Modern transportation means hub-to-hub: the only choice for the traveler is what to do after she reaches her destination. Likewise most jobs: issues are discussed with a supervisor, but management makes the decisions. And then there are the lives of many women, whose close connections are all with or through men. Cori Redstone, like many women, realized only after a major life upheaval that she needed to approach other women directly: without supervision or chaperone. The results of her decision include this body of new work: figure studies of women that are also portraits of women whose life stories she has encountered. Or perhaps they would more accurately be described as portraits of women she is getting to know well, who happen to be naked.
Naked is the correct word, too: at least if we accept Kenneth Clark’s distinction that, while the nude in art is an idealized image of the undraped form, a specific image of a real person without clothing should be categorized as naked. Not that there is anything pandering or dubious here. The women are presented with respect and, more importantly, self-awareness: they collaborate in presenting themselves. Anyone familiar with the new style of candid self-exposure—captured by digital or phone camera by a friend, lover, or the woman herself—will see how those images, with their smirks, nervous grins, mockery of allure, or averted eyes dwell in a different ethos from these calm, centered images, where our eyes are privileged to eavesdrop on the connection between artist and model.
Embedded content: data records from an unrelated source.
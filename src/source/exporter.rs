//! Runs the ARC command line tool to export an ARC as ISA JSON.

use crate::utils::config::{DEFAULT_ARC_ARGS, DEFAULT_ARC_COMMAND};
use crate::utils::error::SourceError;
use log::{debug, info, warn};
use std::path::{Path, PathBuf};
use std::process::Command;

/// Export tool invocation bound to one ARC directory
#[derive(Debug, Clone)]
pub struct ArcExporter {
    command: String,
    args: Vec<String>,
    arc_path: PathBuf,
}

impl ArcExporter {
    /// Exporter using the default `arc -v 0 export` invocation
    pub fn new(arc_path: impl Into<PathBuf>) -> Self {
        Self {
            command: DEFAULT_ARC_COMMAND.to_string(),
            args: DEFAULT_ARC_ARGS.iter().map(|a| a.to_string()).collect(),
            arc_path: arc_path.into(),
        }
    }

    /// Replace the executable (arguments are kept)
    pub fn with_command(mut self, command: impl Into<String>) -> Self {
        self.command = command.into();
        self
    }

    pub fn with_args(mut self, args: impl IntoIterator<Item = impl Into<String>>) -> Self {
        self.args = args.into_iter().map(Into::into).collect();
        self
    }

    pub fn arc_path(&self) -> &Path {
        &self.arc_path
    }

    /// Run the export and parse its standard output as JSON
    ///
    /// Standard error of the tool is forwarded to the log.
    ///
    /// # Errors
    /// * `SourceError::SpawnFailed` - the tool could not be started
    /// * `SourceError::ExportFailed` - the tool exited unsuccessfully
    /// * `SourceError::InvalidJson` - standard output is not JSON
    pub fn export(&self) -> Result<serde_json::Value, SourceError> {
        info!(
            "Running '{} {}' in {}",
            self.command,
            self.args.join(" "),
            self.arc_path.display()
        );

        let output = Command::new(&self.command)
            .args(&self.args)
            .current_dir(&self.arc_path)
            .output()
            .map_err(|source| SourceError::SpawnFailed {
                command: self.command.clone(),
                source,
            })?;

        for line in String::from_utf8_lossy(&output.stderr).lines() {
            if !line.trim().is_empty() {
                warn!("{}: {}", self.command, line);
            }
        }

        if !output.status.success() {
            return Err(SourceError::ExportFailed {
                status: output.status.to_string(),
            });
        }

        debug!("Export produced {} bytes", output.stdout.len());
        Ok(serde_json::from_slice(&output.stdout)?)
    }
}
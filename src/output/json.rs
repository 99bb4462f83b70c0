//! JSON submission writer.
//!
//! Writes GeoSubmission structs to JSON files with proper formatting.

use super::submission::GeoSubmission;
use crate::utils::error::OutputError;
use log::{debug, info};
use std::fs::File;
use std::io::{BufReader, BufWriter};
use std::path::Path;

/// Write a submission to a JSON file
///
/// **Public** - main entry point for JSON output
///
/// # Arguments
/// * `submission` - Submission to write
/// * `output_path` - Path to output JSON file; parent directories are created
///
/// # Returns
/// Ok if file written successfully
///
/// # Errors
/// * `OutputError::WriteFailed` - I/O error during write
/// * `OutputError::SerializationFailed` - JSON serialization error
/// * `OutputError::InvalidPath` - Path cannot be created or is invalid
///
/// # Example
/// ```ignore
/// let submission = GeoSubmission::build(&doc, &index)?;
/// write_submission(&submission, "geo/submission.json")?;
/// ```
pub fn write_submission(
    submission: &GeoSubmission,
    output_path: impl AsRef<Path>,
) -> Result<(), OutputError> {
    let output_path = output_path.as_ref();

    info!("Writing submission JSON to: {}", output_path.display());

    super::prepare_path(output_path)?;

    let file = File::create(output_path).map_err(OutputError::WriteFailed)?;
    let writer = BufWriter::new(file);

    serde_json::to_writer_pretty(writer, submission).map_err(OutputError::SerializationFailed)?;

    info!(
        "Submission written successfully ({} bytes)",
        calculate_file_size(output_path)
    );

    Ok(())
}

/// Calculate file size in bytes
fn calculate_file_size(path: &Path) -> u64 {
    std::fs::metadata(path).map(|m| m.len()).unwrap_or(0)
}

/// Read a submission from a JSON file
///
/// **Public** - used by the validate command and tests
///
/// # Returns
/// The deserialized submission
///
/// # Errors
/// * `OutputError::WriteFailed` - File read error (reusing WriteFailed for I/O)
/// * `OutputError::SerializationFailed` - JSON parse error
pub fn read_submission(input_path: impl AsRef<Path>) -> Result<GeoSubmission, OutputError> {
    let input_path = input_path.as_ref();

    debug!("Reading submission from: {}", input_path.display());

    let file = File::open(input_path).map_err(OutputError::WriteFailed)?;

    let submission: GeoSubmission = serde_json::from_reader(BufReader::new(file))
        .map_err(OutputError::SerializationFailed)?;

    debug!(
        "Submission loaded: version {}, {} samples",
        submission.version,
        submission.samples.rows.len()
    );

    Ok(submission)
}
The wide-ranging English author and critic, John Berger, writes that Renoir’s nudes are never really naked, because they are clothed with paint. Redstone, who has made her own synthesis of the Post-Impressionists, does something similar in reverse. In “The Director,” she accomplishes something like Seurat, finding the structure not so much of the body as of the light we see it by: closer inspection reveals the seemingly-solid flesh to be a layered grid of brush marks. In “Red Irises,” |2| she recalls how van Gogh’s plane trees seem about to burst into flame in the sun’s heat; her flowers, with their creamy, confectionary paint, appear both solid and almost ready to melt, while the vertical pickets seeming to rise behind them express their desire for the sun. Next to “Red Irises,” “Woman in Lavender Chair” invokes Cezanne’s way of building forms with areas of color. “Pillar of Salt” |0|argues that Gauguin and van Gogh fell out not because their ideas were irreconcilable, but because they were so close. The generation that followed the Post-Impressionists—Picasso’s crowd—may have preferred Cezanne’s geometric way of building forms. Solid form is also a preoccupation of Redstone’s. But in her work we see why the public ended up voting not with Picasso, but with Gauguin and, above all, van Gogh. If we must break down the things we see, we’d sooner know our experiences as feelings than as ideas.